Improving the Quantity and Quality of Plant Metabolomics Information
AWARD# IOS-0923960

Plants to be Studied: Arabidopsis, grape vine, tomato, and rice
Project Objectives: Metabolomics methodology is fundamentally limited by multiple analytical challenges including: 1) metabolite identification (annotation), 2) quantification, 3) spatial localization, 4) detection over a large dynamic range, and 5) measurement of metabolic flux. We propose to generate new strategies and community resources to begin to address the challenges associated with compound identification and quantification through the following objectives:
1) Provide improved sample preparation and derivatization methods and create new spectral library resources for metabolite identification by LC- and GC-MS.
2) Use stable isotope metabolically labeled plant materials for isotope dilution with relative and absolute quantification methods by GC-MS/MS and LC-MS/MS.

Experimental Approaches: We will develop strategies for automated solid phase extraction and derivatization of metabolites that increase the numbers of observable compounds in both GC- and LC-MS and provide complementary information about the functional groups on the compounds as an aid to compound structural elucidation. We also plan to evaluate variables associated with tandem MS across multiple platforms that contribute to differences in fragmentation patterns in order to understand how these differences may be minimized or understood. In this way community based MS/MS library information will be rendered more generally useful. We will generate and disseminate GC-MS and -MS/MS and LC-MS/MS standard metabolite spectral libraries that include metabolites derivatized using the strategies developed above.

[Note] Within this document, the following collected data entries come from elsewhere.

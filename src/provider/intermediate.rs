//! Intermediate mappings provider
//!
//! Collects every `intermediateMappings` dependency, then on finalize turns
//! them into one canonical table whose first namespace is the source
//! namespace. A single dependency is copied as is; several are reordered to
//! lead with the source namespace and merged in declaration order.

use super::{
    slots, CanonicalTable, DependencyProvider, ProvideContext, ProviderRole, SlotBinding,
};
use crate::artifact::{extract_table, pack_blocking, MAPPINGS_FILE_PATH};
use crate::context::BuildContext;
use crate::error::{ForgeError, ForgeResult};
use crate::orchestrator::DeferredAction;
use crate::resolver::ResolvedDependency;
use crate::store::{commit_copy, TableIdentity};
use crate::table::{TableFormat, TableHeader};
use crate::transform::{lead_with, reorder_file};
use async_trait::async_trait;
use futures_util::future::join_all;
use serde::Serialize;
use std::path::{Path, PathBuf};
use tracing::{debug, info};

/// A recorded intermediate dependency
#[derive(Debug, Clone, PartialEq, Eq, Serialize)]
pub struct MappingsDependency {
    pub artifact: PathBuf,
    /// Where the extracted table is cached
    pub base_table: PathBuf,
    pub group: String,
    pub name: String,
    pub version: String,
    pub coordinate: String,
}

impl MappingsDependency {
    /// `{name}-{version}`
    pub fn file_stem(&self) -> String {
        format!("{}-{}", self.name, self.version)
    }
}

#[derive(Debug, Default)]
pub struct IntermediateMappingsProvider {
    dependencies: Vec<MappingsDependency>,
    canonical: Option<CanonicalTable>,
}

impl IntermediateMappingsProvider {
    pub fn new() -> Self {
        Self::default()
    }

    /// Dependencies recorded so far, in declaration order
    pub fn dependencies(&self) -> &[MappingsDependency] {
        &self.dependencies
    }

    /// The canonical table, once finalized
    pub fn canonical(&self) -> Option<&CanonicalTable> {
        self.canonical.as_ref()
    }

    /// Namespaces of the canonical table; empty before finalize
    pub fn namespaces(&self) -> &[String] {
        self.canonical
            .as_ref()
            .map(|c| c.namespaces.as_slice())
            .unwrap_or_default()
    }

    /// Canonical namespaces minus `excluded`, order kept
    pub fn namespaces_except(&self, excluded: &[&str]) -> Vec<String> {
        self.namespaces()
            .iter()
            .filter(|ns| !excluded.contains(&ns.as_str()))
            .cloned()
            .collect()
    }

    /// Stem of the canonical file: every dependency's `{name}-{version}`
    /// joined with `_`
    fn canonical_stem(&self) -> String {
        self.dependencies
            .iter()
            .map(MappingsDependency::file_stem)
            .collect::<Vec<_>>()
            .join("_")
    }
}

#[async_trait]
impl DependencyProvider for IntermediateMappingsProvider {
    fn kind(&self) -> &'static str {
        "intermediate-mappings"
    }

    fn role(&self) -> ProviderRole {
        ProviderRole::IntermediateMappings
    }

    fn bind_slot(&self) -> SlotBinding {
        SlotBinding::multiple(slots::INTERMEDIATE_MAPPINGS)
    }

    fn reset(&mut self) {
        self.dependencies.clear();
        self.canonical = None;
    }

    async fn provide(
        &mut self,
        dependency: &ResolvedDependency,
        ctx: &mut ProvideContext<'_>,
    ) -> ForgeResult<()> {
        info!(
            ":setting up intermediate mappings ({} {})",
            dependency.name, dependency.version
        );

        let identity = TableIdentity::new(
            &dependency.group,
            &dependency.name,
            dependency.version.clone(),
        );
        let base_table = ctx
            .build
            .store()
            .base_path(&identity, ctx.build.platform_version());

        self.dependencies.push(MappingsDependency {
            artifact: dependency.artifact.clone(),
            base_table,
            group: dependency.group.clone(),
            name: dependency.name.clone(),
            version: dependency.version.clone(),
            coordinate: dependency.coordinate(),
        });
        Ok(())
    }

    async fn finalize(&mut self, ctx: &mut ProvideContext<'_>) -> ForgeResult<()> {
        if self.dependencies.is_empty() {
            return Err(ForgeError::MissingDependency {
                slot: slots::INTERMEDIATE_MAPPINGS.to_string(),
            });
        }

        let build = ctx.build;
        let store = build.store();
        let stem = self.canonical_stem();
        let canonical = store.canonical_path_for_stem(&stem);
        let packaged = store.packaged_path_for_stem(&stem, None);

        if build.refresh() {
            let mut stale = vec![canonical.as_path(), packaged.as_path()];
            stale.extend(self.dependencies.iter().map(|d| d.base_table.as_path()));
            store.purge(&stale).await?;
        }
        store.ensure_dirs().await?;

        let dependencies = &self.dependencies;
        store
            .compute_if_absent(&canonical, build.refresh(), || {
                build_canonical(build, dependencies, &canonical)
            })
            .await?;

        let archiver = build.collaborators().archiver.clone();
        store
            .compute_if_absent(&packaged, build.refresh(), || {
                pack_blocking(archiver, &canonical, MAPPINGS_FILE_PATH, &packaged)
            })
            .await?;

        let namespaces = TableHeader::read(&canonical).await?.namespaces;
        debug!("Intermediate namespaces: {:?}", namespaces);

        let identity = TableIdentity {
            name: stem.clone(),
            version: build.platform_version().to_string(),
        };
        ctx.emit(
            slots::MAPPINGS_FINAL,
            ResolvedDependency::local(&stem, build.platform_version(), &packaged),
        );

        let table = CanonicalTable {
            identity,
            role: ProviderRole::IntermediateMappings,
            slot: slots::INTERMEDIATE_MAPPINGS.to_string(),
            table: canonical,
            artifact: packaged,
            namespaces,
        };
        ctx.publish(table.clone());
        ctx.schedule(DeferredAction::PruneSteps {
            dir: store.steps_dir(),
        });
        self.canonical = Some(table);
        Ok(())
    }
}

/// Extract, check and combine every dependency into `canonical`
async fn build_canonical(
    build: &BuildContext,
    dependencies: &[MappingsDependency],
    canonical: &Path,
) -> ForgeResult<()> {
    let reader = build.collaborators().reader.clone();
    let extractions = dependencies.iter().map(|dep| {
        let reader = reader.clone();
        async move {
            if dep.base_table.exists() {
                debug!("Reusing extracted table {}", dep.base_table.display());
                return Ok(());
            }
            extract_table(reader, &dep.artifact, &dep.coordinate, &dep.base_table).await
        }
    });
    // Every extraction settles before the first failure is reported
    for result in join_all(extractions).await {
        result?;
    }

    let source = build.namespaces().source.as_str();
    let mut headers = Vec::with_capacity(dependencies.len());
    for dep in dependencies {
        let header = TableHeader::read(&dep.base_table).await?;
        if header.format == TableFormat::V1 {
            return Err(ForgeError::UnsupportedFormat {
                coordinate: dep.coordinate.clone(),
            });
        }
        if !header.namespaces.iter().any(|ns| ns == source) {
            return Err(ForgeError::MissingNamespace {
                slot: slots::INTERMEDIATE_MAPPINGS.to_string(),
                namespace: source.to_string(),
                coordinate: dep.coordinate.clone(),
            });
        }
        headers.push(header);
    }

    if let [only] = dependencies {
        debug!("Single intermediate table, copying {}", only.base_table.display());
        return commit_copy(&only.base_table, canonical).await;
    }

    let store = build.store();
    let mut inputs = Vec::with_capacity(dependencies.len());
    for (dep, header) in dependencies.iter().zip(&headers) {
        if header.namespaces[0] == source {
            inputs.push(dep.base_table.clone());
            continue;
        }
        let reordered = store.step_path(&dep.file_stem(), "reordered");
        reorder_file(
            &dep.base_table,
            &reordered,
            &lead_with(&header.namespaces, source),
        )
        .await?;
        inputs.push(reordered);
    }

    build.collaborators().merger.merge(&inputs, canonical).await
}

We will produce 13C labeled tomato and rice tissues for isotope dilution quantification standards by growing plants from seed in a controlled 13CO2 atmospheric chamber. These materials will be used to develop absolute and relative methods and computational tools for quantification by MS. We will also evaluate other methodologies for stable isotope incorporation into complex plant metabolite populations using chemical means when metabolic labeling is not feasible.